_EXERCISE BRIEF:_
From the listing below, reproduce word for word the part that opens with the line containing "self.variance" and closes with the line containing "pub fn ks_statistic<T: Float>(left: &[T], right: &[T])"; reproduce nothing else.

_RECORDS PROVIDED:_
- Opening Delimiter -

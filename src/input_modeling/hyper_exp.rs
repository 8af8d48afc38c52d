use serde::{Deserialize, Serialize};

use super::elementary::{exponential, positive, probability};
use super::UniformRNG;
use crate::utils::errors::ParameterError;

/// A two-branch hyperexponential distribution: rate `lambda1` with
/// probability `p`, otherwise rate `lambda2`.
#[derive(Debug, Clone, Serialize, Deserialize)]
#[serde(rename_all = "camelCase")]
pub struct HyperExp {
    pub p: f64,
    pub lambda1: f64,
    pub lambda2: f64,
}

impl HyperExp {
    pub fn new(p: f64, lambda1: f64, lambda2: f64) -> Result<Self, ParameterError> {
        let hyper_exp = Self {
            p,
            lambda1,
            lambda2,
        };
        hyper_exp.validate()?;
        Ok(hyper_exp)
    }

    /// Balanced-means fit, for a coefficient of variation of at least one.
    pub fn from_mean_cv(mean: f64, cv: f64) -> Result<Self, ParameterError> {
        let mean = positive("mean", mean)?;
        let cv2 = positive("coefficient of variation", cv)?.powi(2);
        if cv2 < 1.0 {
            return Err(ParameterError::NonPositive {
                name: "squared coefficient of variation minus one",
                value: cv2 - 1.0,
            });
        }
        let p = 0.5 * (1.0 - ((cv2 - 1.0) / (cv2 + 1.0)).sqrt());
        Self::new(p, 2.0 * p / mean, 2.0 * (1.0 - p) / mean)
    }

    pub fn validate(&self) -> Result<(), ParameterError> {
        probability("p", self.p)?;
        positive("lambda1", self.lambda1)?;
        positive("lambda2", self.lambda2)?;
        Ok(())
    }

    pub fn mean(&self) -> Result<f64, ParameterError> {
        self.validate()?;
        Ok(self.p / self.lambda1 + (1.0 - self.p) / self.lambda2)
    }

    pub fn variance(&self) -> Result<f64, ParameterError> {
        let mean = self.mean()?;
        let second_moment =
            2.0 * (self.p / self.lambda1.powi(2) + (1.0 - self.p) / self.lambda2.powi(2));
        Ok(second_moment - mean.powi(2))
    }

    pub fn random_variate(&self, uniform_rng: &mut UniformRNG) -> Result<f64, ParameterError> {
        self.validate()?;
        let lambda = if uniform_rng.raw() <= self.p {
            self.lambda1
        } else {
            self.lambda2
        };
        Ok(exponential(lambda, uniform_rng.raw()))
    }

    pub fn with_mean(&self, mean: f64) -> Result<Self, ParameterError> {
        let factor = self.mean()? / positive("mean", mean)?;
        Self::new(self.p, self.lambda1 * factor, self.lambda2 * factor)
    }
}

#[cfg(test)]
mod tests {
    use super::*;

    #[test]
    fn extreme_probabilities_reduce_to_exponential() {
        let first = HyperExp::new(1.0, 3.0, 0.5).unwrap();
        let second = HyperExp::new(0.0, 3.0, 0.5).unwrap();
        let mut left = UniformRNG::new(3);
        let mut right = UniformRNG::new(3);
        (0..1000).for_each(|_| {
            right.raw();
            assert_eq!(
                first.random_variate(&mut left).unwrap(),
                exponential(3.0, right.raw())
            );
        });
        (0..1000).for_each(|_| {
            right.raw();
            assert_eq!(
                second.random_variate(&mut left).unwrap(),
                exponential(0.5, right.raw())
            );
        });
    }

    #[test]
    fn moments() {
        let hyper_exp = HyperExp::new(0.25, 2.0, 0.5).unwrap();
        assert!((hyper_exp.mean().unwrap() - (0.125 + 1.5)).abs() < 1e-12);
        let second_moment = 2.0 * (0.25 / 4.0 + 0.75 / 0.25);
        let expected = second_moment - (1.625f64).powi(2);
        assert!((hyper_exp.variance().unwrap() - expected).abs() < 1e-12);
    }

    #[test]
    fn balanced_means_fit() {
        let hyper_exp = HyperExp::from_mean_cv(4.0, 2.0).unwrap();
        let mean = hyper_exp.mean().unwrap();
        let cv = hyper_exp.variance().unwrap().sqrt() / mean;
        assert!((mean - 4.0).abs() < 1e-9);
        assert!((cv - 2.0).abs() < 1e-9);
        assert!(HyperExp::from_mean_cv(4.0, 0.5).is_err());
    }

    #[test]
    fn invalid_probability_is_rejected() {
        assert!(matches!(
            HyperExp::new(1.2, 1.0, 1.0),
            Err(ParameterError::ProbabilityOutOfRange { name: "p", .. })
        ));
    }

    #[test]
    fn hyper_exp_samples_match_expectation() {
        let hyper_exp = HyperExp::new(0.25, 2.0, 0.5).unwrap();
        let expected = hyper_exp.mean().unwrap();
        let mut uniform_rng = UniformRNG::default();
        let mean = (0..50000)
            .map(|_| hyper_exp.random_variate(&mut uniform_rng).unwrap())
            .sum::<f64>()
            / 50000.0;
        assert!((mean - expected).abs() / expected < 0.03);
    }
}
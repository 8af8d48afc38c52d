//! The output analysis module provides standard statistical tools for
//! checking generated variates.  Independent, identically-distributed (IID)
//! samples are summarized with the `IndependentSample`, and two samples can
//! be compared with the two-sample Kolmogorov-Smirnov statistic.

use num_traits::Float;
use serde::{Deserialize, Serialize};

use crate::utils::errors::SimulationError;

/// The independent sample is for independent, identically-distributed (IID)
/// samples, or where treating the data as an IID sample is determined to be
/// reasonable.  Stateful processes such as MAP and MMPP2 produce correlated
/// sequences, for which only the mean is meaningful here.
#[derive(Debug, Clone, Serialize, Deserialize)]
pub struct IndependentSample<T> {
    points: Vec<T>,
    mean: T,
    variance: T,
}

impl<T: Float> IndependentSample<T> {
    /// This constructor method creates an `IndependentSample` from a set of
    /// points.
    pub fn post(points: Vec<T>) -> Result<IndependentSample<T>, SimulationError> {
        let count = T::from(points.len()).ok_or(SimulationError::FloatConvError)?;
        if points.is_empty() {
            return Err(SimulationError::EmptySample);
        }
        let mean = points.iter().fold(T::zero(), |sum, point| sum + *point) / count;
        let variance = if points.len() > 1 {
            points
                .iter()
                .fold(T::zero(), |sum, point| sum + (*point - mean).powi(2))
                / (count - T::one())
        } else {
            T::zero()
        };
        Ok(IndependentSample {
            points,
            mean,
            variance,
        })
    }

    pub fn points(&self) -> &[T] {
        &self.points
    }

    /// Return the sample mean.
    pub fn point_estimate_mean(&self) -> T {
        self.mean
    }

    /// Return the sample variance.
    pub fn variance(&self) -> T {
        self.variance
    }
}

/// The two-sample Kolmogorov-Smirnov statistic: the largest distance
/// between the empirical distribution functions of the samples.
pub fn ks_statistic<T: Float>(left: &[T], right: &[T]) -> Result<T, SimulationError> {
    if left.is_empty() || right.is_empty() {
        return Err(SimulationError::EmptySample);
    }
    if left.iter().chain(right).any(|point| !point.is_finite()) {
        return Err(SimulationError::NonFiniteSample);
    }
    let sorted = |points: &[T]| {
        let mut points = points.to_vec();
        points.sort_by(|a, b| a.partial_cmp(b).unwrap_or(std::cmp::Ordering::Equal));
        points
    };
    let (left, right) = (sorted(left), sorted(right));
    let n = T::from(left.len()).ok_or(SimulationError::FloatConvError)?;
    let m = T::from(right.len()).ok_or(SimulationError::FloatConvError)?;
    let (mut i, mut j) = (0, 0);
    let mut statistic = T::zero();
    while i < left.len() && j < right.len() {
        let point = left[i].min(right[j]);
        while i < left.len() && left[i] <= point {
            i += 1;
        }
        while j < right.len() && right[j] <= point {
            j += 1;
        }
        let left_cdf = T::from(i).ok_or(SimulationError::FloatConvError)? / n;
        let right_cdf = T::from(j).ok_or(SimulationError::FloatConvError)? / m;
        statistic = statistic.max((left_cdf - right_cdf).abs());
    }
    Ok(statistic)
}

- Closing Delimiter -

_SOLUTION FOR THIS PROBLEM:_
        self.variance
    }
}

/// The two-sample Kolmogorov-Smirnov statistic: the largest distance
/// between the empirical distribution functions of the samples.
pub fn ks_statistic<T: Float>(left: &[T], right: &[T]) -> Result<T, SimulationError> {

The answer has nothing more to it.